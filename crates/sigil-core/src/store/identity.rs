//! Peer identity keys and trust decisions.
//!
//! Identity writes are never staged: a key change is persisted before the
//! key change event fires and before sibling sessions are archived.

use sigil_crypto::PublicKey;
use tracing::{info, warn};

use super::ProtocolStore;
use crate::{
    StoreError,
    env::Environment,
    events::StoreEvent,
    identity::{
        Direction, IdentityKeyRecord, SyncAction, VerifiedStatus, check_trusted_for_sending,
        plan_unverified_message, plan_verified_message, requires_nonblocking_approval,
        status_after_key_change,
    },
    ids::{Address, ServiceId},
    records::StoredIdentityKey,
    storage::Storage,
    zone::{GLOBAL_ZONE, Zone},
};

impl<E: Environment, S: Storage> ProtocolStore<E, S> {
    /// Stored identity of `service_id`.
    ///
    /// # Errors
    ///
    /// `StoreError::Corruption` if the stored record violates its schema.
    pub fn get_identity_record(
        &self,
        service_id: &ServiceId,
    ) -> Result<Option<IdentityKeyRecord>, StoreError> {
        self.lock_caches().identity_keys.get(service_id.as_str())
    }

    /// Stored identity key of `service_id`.
    pub fn load_identity_key(
        &self,
        service_id: &ServiceId,
    ) -> Result<Option<PublicKey>, StoreError> {
        Ok(self.get_identity_record(service_id)?.map(|record| record.public_key))
    }

    fn require_identity_record(
        &self,
        service_id: &ServiceId,
    ) -> Result<IdentityKeyRecord, StoreError> {
        self.get_identity_record(service_id)?
            .ok_or_else(|| StoreError::not_found("identity key", service_id.as_str()))
    }

    fn save_identity_record(&self, record: IdentityKeyRecord) -> Result<(), StoreError> {
        let raw = record.to_stored();
        self.storage.create_or_update(&raw)?;
        self.lock_caches().identity_keys.insert_hydrated(raw.id.to_string(), raw, record);
        Ok(())
    }

    fn is_our_service_id(&self, service_id: &ServiceId) -> bool {
        self.lock_caches().our_identity_keys.contains_key(service_id)
    }

    /// Record the identity key seen for `address`.
    ///
    /// Returns `true` if a different key was already stored and has been
    /// replaced. A replacement fires one [`StoreEvent::KeyChange`] and
    /// archives the sessions with every other device of the account, in
    /// `zone`. Key changes for our own accounts are ignored.
    pub async fn save_identity(
        &self,
        address: &Address,
        public_key: &PublicKey,
        nonblocking_approval: bool,
        zone: &Zone,
    ) -> Result<bool, StoreError> {
        let service_id = &address.service_id;
        let now = self.env.wall_clock_ms();

        let Some(existing) = self.get_identity_record(service_id)? else {
            info!(service_id = %service_id, "saving first identity key");
            self.save_identity_record(IdentityKeyRecord {
                service_id: service_id.clone(),
                public_key: *public_key,
                first_use: true,
                timestamp: now,
                verified: VerifiedStatus::Default,
                nonblocking_approval,
            })?;
            return Ok(false);
        };

        if !existing.public_key.ct_eq(public_key) {
            if self.is_our_service_id(service_id) {
                warn!(service_id = %service_id, "ignoring identity change for our own account");
                return Ok(false);
            }

            info!(
                service_id = %service_id,
                previous = ?existing.verified,
                "replacing identity key"
            );
            self.save_identity_record(IdentityKeyRecord {
                service_id: service_id.clone(),
                public_key: *public_key,
                first_use: false,
                timestamp: now,
                verified: status_after_key_change(existing.verified),
                nonblocking_approval,
            })?;
            self.events.emit(&StoreEvent::KeyChange {
                service_id: service_id.clone(),
                reason: "save_identity",
            });
            self.archive_sibling_sessions(address, zone).await?;
            return Ok(true);
        }

        if requires_nonblocking_approval(&existing, now, self.config.approval_window) {
            info!(service_id = %service_id, nonblocking_approval, "recording approval");
            self.save_identity_record(IdentityKeyRecord { nonblocking_approval, ..existing })?;
        }
        Ok(false)
    }

    /// Whether `public_key` may be used with `service_id` in `direction`.
    ///
    /// Our own accounts only require the key to match. Receiving is always
    /// trusted; sending goes through [`Self::check_trusted_for_sending`].
    pub fn is_trusted_identity(
        &self,
        service_id: &ServiceId,
        public_key: &PublicKey,
        direction: Direction,
    ) -> Result<bool, StoreError> {
        let record = self.get_identity_record(service_id)?;

        if self.is_our_service_id(service_id) {
            return Ok(match record {
                Some(record) => record.public_key.ct_eq(public_key),
                None => {
                    warn!(service_id = %service_id, "no record for our own account, trusting");
                    true
                },
            });
        }

        match direction {
            Direction::Receiving => Ok(true),
            Direction::Sending => match self.check_trusted_for_sending(service_id, public_key) {
                Ok(()) => Ok(true),
                Err(StoreError::Trust { reason, .. }) => {
                    info!(service_id = %service_id, %reason, "identity not trusted for sending");
                    Ok(false)
                },
                Err(err) => Err(err),
            },
        }
    }

    /// Sending gate for `service_id`.
    ///
    /// # Errors
    ///
    /// `StoreError::Trust` naming the failed gate.
    pub fn check_trusted_for_sending(
        &self,
        service_id: &ServiceId,
        public_key: &PublicKey,
    ) -> Result<(), StoreError> {
        let record = self.get_identity_record(service_id)?;
        check_trusted_for_sending(
            record.as_ref(),
            public_key,
            self.env.wall_clock_ms(),
            self.config.approval_window,
        )
        .map_err(|reason| StoreError::Trust { service_id: service_id.to_string(), reason })
    }

    /// Whether `service_id` recently changed keys without approval, or is
    /// marked unverified.
    ///
    /// # Errors
    ///
    /// `StoreError::NotFound` without a stored identity.
    pub fn is_untrusted(&self, service_id: &ServiceId) -> Result<bool, StoreError> {
        let record = self.require_identity_record(service_id)?;
        Ok(requires_nonblocking_approval(
            &record,
            self.env.wall_clock_ms(),
            self.config.approval_window,
        ) || record.verified == VerifiedStatus::Unverified)
    }

    /// Verification status of `service_id`.
    ///
    /// # Errors
    ///
    /// `StoreError::NotFound` without a stored identity.
    pub fn get_verified(&self, service_id: &ServiceId) -> Result<VerifiedStatus, StoreError> {
        Ok(self.require_identity_record(service_id)?.verified)
    }

    /// Set the verification status of `service_id`, keeping its key.
    ///
    /// # Errors
    ///
    /// `StoreError::NotFound` without a stored identity.
    pub fn set_verified(
        &self,
        service_id: &ServiceId,
        verified: VerifiedStatus,
    ) -> Result<(), StoreError> {
        let record = self.require_identity_record(service_id)?;
        self.save_identity_record(IdentityKeyRecord { verified, ..record })
    }

    /// Record whether the user acknowledged the latest key change.
    ///
    /// # Errors
    ///
    /// `StoreError::NotFound` without a stored identity.
    pub fn set_approval(
        &self,
        service_id: &ServiceId,
        nonblocking_approval: bool,
    ) -> Result<(), StoreError> {
        let record = self.require_identity_record(service_id)?;
        self.save_identity_record(IdentityKeyRecord { nonblocking_approval, ..record })
    }

    /// Apply a "verified" sync message from one of our linked devices.
    ///
    /// Returns `true` if a different stored key was replaced, in which case
    /// every session with the account is archived.
    pub async fn process_verified_message(
        &self,
        service_id: &ServiceId,
        status: VerifiedStatus,
        public_key: &PublicKey,
    ) -> Result<bool, StoreError> {
        let existing = self.get_identity_record(service_id)?;
        let action = plan_verified_message(existing.as_ref(), status, public_key);
        self.apply_sync_action(service_id, existing, action, status, public_key, true, "verified")
            .await
    }

    /// Apply an "unverified" sync message from one of our linked devices.
    ///
    /// Returns `true` if a different stored key was replaced.
    pub async fn process_unverified_message(
        &self,
        service_id: &ServiceId,
        status: VerifiedStatus,
        public_key: &PublicKey,
    ) -> Result<bool, StoreError> {
        let existing = self.get_identity_record(service_id)?;
        let action = plan_unverified_message(existing.as_ref(), status, public_key);
        self.apply_sync_action(
            service_id,
            existing,
            action,
            status,
            public_key,
            false,
            "unverified",
        )
        .await
    }

    #[allow(clippy::too_many_arguments)]
    async fn apply_sync_action(
        &self,
        service_id: &ServiceId,
        existing: Option<IdentityKeyRecord>,
        action: SyncAction,
        status: VerifiedStatus,
        public_key: &PublicKey,
        nonblocking_approval: bool,
        reason: &'static str,
    ) -> Result<bool, StoreError> {
        match action {
            SyncAction::Ignore => Ok(false),
            SyncAction::SetStatus(verified) => {
                let Some(record) = existing else {
                    return Ok(false);
                };
                self.save_identity_record(IdentityKeyRecord { verified, ..record })?;
                Ok(false)
            },
            SyncAction::Overwrite { key_changed } => {
                info!(
                    service_id = %service_id,
                    ?status,
                    key_changed,
                    reason,
                    "overwriting identity from sync"
                );
                self.save_identity_record(IdentityKeyRecord {
                    service_id: service_id.clone(),
                    public_key: *public_key,
                    first_use: false,
                    timestamp: self.env.wall_clock_ms(),
                    verified: status,
                    nonblocking_approval,
                })?;

                if key_changed {
                    self.events
                        .emit(&StoreEvent::KeyChange { service_id: service_id.clone(), reason });
                    self.archive_all_sessions(service_id, &GLOBAL_ZONE).await?;
                }
                Ok(key_changed)
            },
        }
    }

    /// Forget the identity of `service_id` and every session with it.
    pub async fn remove_identity_key(&self, service_id: &ServiceId) -> Result<(), StoreError> {
        self.storage.remove_by_id::<StoredIdentityKey>(service_id.as_str())?;
        self.lock_caches().identity_keys.remove(service_id.as_str());
        self.remove_sessions_by_service_id(service_id).await
    }

    /// Every stored peer identity, sorted by account.
    pub fn get_all_identity_records(&self) -> Result<Vec<IdentityKeyRecord>, StoreError> {
        let ids: Vec<String> = {
            let caches = self.lock_caches();
            caches.identity_keys.iter().map(|(id, _)| id.clone()).collect()
        };

        let mut records = Vec::with_capacity(ids.len());
        for id in ids {
            if let Some(record) = self.lock_caches().identity_keys.get(&id)? {
                records.push(record);
            }
        }
        records.sort_by(|a, b| a.service_id.cmp(&b.service_id));
        Ok(records)
    }
}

Your task:
Find the word "true" in the entries and show each line where it is found.

Output below:
    /// Returns `true` if a different key was already stored and has been
                first_use: true,
            return Ok(true);
                    true
            Direction::Receiving => Ok(true),
                Ok(()) => Ok(true),
    /// Returns `true` if a different stored key was replaced, in which case
        self.apply_sync_action(service_id, existing, action, status, public_key, true, "verified")
    /// Returns `true` if a different stored key was replaced.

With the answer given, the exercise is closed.